Secondo gli scienziati, il cambiamento climatico di origine antropica è stato il principale fattore determinante delle recenti temperature marine da record intorno all’Europa, con gravi conseguenze per gli ecosistemi marini e le comunità costiere. Anche i mari europei non sono sfuggiti al caldo estremo che molti Paesi hanno sopportato quest’estate.
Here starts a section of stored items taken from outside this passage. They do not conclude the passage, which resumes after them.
use std::sync::Arc;
use std::time::Duration;

use async_trait::async_trait;
use tracing::{info, warn};
use uuid::Uuid;

use crate::errors::PermError;
use crate::perms::types::{CheckRequest, CheckResponse, MetaRequest, MetaResponse};
use crate::settings;

/// Three-valued answer of an external authority.
#[derive(Debug, Clone, Copy, PartialEq, Eq)]
pub enum Tristate {
    True,
    False,
    Undefined,
}

impl Tristate {
    pub fn as_bool(self) -> bool {
        matches!(self, Tristate::True)
    }
}

impl From<bool> for Tristate {
    fn from(value: bool) -> Self {
        if value {
            Tristate::True
        } else {
            Tristate::False
        }
    }
}

/// A permissions system outside this process that, once discovered, owns every
/// decision. Metadata methods return `None` when the authority has nothing set.
#[async_trait]
pub trait ExternalAuthority: Send + Sync {
    fn name(&self) -> &str;

    async fn check(&self, identity: Uuid, permission: &str) -> Result<Tristate, PermError>;

    async fn prefix(&self, identity: Uuid) -> Result<Option<String>, PermError>;

    async fn suffix(&self, identity: Uuid) -> Result<Option<String>, PermError>;

    async fn primary_group(&self, identity: Uuid) -> Result<Option<String>, PermError>;
}

/// Authority backed by another deployment's HTTP read API.
pub struct HttpAuthority {
    client: reqwest::Client,
    base_url: String,
}

impl HttpAuthority {
    pub fn new(base_url: &str, timeout: Duration) -> Result<Self, PermError> {
        let client = reqwest::Client::builder().timeout(timeout).build()?;

        // No trailing slash so paths can be appended directly
        let base_url = base_url.trim_end_matches('/').to_string();

        Ok(Self { client, base_url })
    }

    pub fn base_url(&self) -> &str {
        &self.base_url
    }

    /// Succeeds when the remote answers its health endpoint with a 2xx.
    pub async fn probe(&self) -> Result<(), PermError> {
        let url = format!("{}/healthz", self.base_url);
        self.client.get(&url).send().await?.error_for_status()?;
        Ok(())
    }

    async fn meta(&self, identity: Uuid) -> Result<MetaResponse, PermError> {
        let url = format!("{}/v1/meta", self.base_url);
        let resp = self
            .client
            .post(&url)
            .json(&MetaRequest { identity })
            .send()
            .await?
            .error_for_status()?
            .json()
            .await?;
        Ok(resp)
    }
}

fn non_empty(value: String) -> Option<String> {
    if value.is_empty() {
        None
    } else {
        Some(value)
    }
}

#[async_trait]
impl ExternalAuthority for HttpAuthority {
    fn name(&self) -> &str {
        &self.base_url
    }

    async fn check(&self, identity: Uuid, permission: &str) -> Result<Tristate, PermError> {
        let url = format!("{}/v1/check", self.base_url);
        let resp: CheckResponse = self
            .client
            .post(&url)
            .json(&CheckRequest {
                identity,
                permission: permission.to_string(),
            })
            .send()
            .await?
            .error_for_status()?
            .json()
            .await?;
        Ok(resp.allowed.into())
    }

    async fn prefix(&self, identity: Uuid) -> Result<Option<String>, PermError> {
        Ok(non_empty(self.meta(identity).await?.prefix))
    }

    async fn suffix(&self, identity: Uuid) -> Result<Option<String>, PermError> {
        Ok(non_empty(self.meta(identity).await?.suffix))
    }

    async fn primary_group(&self, identity: Uuid) -> Result<Option<String>, PermError> {
        Ok(non_empty(self.meta(identity).await?.primary_group))
    }
}

/// Probe the configured authority once.
///
/// Any failure is logged and yields `None`; the caller then uses the built-in
/// resolver for the rest of the process lifetime.
pub async fn discover(cfg: &settings::Authority) -> Option<Arc<dyn ExternalAuthority>> {
    let url = cfg.url.as_deref()?;
    let timeout = Duration::from_millis(cfg.probe_timeout_ms);

    let authority = match HttpAuthority::new(url, timeout) {
        Ok(authority) => authority,
        Err(e) => {
            warn!(url, error = %e, "Failed to build authority client, using built-in permissions");
            return None;
        }
    };

    match authority.probe().await {
        Ok(()) => {
            info!(url = authority.base_url(), "External permissions authority active");
            Some(Arc::new(authority))
        }
        Err(e) => {
            warn!(url, error = %e, "External authority probe failed, using built-in permissions");
            None
        }
    }
}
Il mese scorso, la temperatura media nel Mediterraneo ha raggiunto i 27 gradi Celsius, la più alta mai registrata per il mese di luglio, mentre una boa al largo di Maiorca ha registrato 33 °C all’inizio di agosto.
Secondo un’analisi del gruppo World Weather Attribution (WWA) – che utilizza metodi sottoposti a revisione paritaria per valutare il ruolo del riscaldamento globale negli eventi meteorologici estremi – il cambiamento climatico di origine antropica ha contribuito a un riscaldamento di circa 2 °C nel Mediterraneo e di circa 1,4 °C nei mari dell’Europa occidentale.
“Questo fenomeno ha il potenziale di rimodellare completamente gli ecosistemi da cui dipendono le comunità costiere per il cibo e il reddito, e di provocare eventi meteorologici estremi dannosi anche sulla terraferma”, ha affermato Claire Bergin, climatologa dell’Università di Maynooth in Irlanda e coautrice dello studio.